Write out the data below exactly, from its first line to the line containing "use std::hash::Hash;", that line included.

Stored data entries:
═══
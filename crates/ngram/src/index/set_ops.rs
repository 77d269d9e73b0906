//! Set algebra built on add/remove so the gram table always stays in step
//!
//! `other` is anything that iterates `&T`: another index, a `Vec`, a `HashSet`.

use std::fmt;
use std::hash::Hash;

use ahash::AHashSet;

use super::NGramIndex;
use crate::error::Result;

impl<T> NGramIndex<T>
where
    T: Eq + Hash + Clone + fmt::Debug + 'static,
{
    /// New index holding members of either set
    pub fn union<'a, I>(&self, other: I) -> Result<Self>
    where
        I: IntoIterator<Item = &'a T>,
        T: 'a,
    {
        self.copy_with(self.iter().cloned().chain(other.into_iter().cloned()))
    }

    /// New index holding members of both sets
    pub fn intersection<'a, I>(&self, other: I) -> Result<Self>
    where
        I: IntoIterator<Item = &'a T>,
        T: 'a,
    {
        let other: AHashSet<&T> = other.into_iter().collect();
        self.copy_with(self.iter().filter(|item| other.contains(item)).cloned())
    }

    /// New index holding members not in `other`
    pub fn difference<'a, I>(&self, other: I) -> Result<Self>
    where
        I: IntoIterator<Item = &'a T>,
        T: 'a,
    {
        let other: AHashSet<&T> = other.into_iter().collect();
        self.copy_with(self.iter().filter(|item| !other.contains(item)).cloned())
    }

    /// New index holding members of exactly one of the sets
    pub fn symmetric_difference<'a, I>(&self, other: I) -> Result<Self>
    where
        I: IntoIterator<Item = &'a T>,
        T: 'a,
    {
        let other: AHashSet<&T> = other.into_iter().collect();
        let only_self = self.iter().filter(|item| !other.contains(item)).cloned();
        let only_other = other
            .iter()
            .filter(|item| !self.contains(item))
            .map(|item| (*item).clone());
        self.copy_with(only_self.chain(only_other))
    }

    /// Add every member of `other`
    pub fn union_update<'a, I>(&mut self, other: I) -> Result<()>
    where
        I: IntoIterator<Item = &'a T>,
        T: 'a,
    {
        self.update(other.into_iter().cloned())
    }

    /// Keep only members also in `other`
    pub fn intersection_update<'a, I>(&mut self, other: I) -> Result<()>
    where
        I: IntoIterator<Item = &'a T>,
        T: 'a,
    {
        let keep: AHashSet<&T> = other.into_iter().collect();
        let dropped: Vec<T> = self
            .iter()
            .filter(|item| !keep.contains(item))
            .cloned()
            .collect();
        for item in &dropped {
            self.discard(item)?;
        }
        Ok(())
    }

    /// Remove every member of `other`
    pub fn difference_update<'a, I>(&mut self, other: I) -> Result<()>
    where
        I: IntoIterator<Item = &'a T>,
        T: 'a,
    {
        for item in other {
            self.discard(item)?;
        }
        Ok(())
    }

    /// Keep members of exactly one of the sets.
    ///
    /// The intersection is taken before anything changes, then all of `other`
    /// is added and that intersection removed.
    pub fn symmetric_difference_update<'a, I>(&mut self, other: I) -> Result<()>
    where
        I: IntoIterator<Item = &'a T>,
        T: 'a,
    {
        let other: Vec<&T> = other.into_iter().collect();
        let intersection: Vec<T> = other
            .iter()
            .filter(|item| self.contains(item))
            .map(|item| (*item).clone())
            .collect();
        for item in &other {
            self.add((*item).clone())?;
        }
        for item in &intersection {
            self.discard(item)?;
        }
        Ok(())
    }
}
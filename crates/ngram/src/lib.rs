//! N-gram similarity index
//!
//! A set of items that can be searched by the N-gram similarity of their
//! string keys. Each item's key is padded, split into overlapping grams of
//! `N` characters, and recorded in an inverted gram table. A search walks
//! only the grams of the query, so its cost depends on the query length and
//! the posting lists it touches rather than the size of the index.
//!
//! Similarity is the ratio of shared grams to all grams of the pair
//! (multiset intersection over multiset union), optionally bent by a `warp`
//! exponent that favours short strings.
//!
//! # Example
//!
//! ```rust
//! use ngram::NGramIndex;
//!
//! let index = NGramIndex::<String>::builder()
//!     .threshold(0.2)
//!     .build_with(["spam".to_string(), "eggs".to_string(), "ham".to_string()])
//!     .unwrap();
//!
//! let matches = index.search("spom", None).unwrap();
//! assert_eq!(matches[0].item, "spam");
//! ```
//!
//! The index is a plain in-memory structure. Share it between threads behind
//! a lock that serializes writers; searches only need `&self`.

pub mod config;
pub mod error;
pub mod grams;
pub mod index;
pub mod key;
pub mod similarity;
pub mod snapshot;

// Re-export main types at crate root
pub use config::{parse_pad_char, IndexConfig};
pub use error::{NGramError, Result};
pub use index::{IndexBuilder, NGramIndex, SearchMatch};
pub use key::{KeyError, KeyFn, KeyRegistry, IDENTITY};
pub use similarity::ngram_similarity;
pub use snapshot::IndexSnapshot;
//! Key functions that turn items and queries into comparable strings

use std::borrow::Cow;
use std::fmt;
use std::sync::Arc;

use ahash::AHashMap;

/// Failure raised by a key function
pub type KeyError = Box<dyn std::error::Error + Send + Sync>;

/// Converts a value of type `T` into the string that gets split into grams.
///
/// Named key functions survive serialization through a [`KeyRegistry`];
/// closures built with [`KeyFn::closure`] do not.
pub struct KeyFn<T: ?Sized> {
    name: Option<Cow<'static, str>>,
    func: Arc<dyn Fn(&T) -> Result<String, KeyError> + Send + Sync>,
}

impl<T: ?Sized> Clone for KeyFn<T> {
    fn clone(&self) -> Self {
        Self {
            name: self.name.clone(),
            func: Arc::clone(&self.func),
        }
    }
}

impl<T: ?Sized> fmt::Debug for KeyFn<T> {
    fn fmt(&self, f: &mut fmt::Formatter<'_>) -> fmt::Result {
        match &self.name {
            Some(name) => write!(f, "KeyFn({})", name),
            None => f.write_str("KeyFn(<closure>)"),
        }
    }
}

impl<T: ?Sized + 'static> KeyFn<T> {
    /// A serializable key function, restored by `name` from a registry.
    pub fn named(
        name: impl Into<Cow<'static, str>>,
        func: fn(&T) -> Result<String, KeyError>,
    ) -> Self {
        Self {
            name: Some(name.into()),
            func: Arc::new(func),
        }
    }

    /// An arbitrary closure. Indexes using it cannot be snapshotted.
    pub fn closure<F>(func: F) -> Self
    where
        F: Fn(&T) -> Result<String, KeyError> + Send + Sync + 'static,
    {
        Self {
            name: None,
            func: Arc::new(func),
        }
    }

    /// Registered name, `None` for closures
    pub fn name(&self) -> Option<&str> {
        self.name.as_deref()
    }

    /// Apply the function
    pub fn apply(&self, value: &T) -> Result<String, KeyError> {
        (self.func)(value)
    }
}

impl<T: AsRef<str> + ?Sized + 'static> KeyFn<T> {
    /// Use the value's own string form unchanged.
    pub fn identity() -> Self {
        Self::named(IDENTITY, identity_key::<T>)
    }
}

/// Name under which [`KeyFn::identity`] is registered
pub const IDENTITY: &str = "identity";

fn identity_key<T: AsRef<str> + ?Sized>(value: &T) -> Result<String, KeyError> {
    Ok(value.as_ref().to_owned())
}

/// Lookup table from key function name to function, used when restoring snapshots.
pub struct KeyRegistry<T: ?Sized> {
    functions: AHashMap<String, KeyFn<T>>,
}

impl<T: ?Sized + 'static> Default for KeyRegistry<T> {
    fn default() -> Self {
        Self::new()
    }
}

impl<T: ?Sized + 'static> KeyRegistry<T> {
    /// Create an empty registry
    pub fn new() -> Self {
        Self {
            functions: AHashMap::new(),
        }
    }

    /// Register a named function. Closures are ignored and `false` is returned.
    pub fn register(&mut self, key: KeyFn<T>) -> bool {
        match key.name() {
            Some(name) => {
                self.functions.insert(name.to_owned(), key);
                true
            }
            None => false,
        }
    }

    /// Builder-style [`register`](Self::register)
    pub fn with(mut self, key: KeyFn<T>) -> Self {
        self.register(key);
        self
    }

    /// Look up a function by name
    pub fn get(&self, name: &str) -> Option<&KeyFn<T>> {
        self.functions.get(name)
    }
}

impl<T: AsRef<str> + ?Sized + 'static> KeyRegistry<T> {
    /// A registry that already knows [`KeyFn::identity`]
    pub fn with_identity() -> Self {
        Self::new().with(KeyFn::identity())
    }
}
═══
**OUTPUT FOR THIS EXERCISE**.
filename crates/ngram/src/index/set_ops.rs
repository 77d269d9e73b0906
//! Set algebra built on add/remove so the gram table always stays in step
//!
//! `other` is anything that iterates `&T`: another index, a `Vec`, a `HashSet`.

use std::fmt;
use std::hash::Hash;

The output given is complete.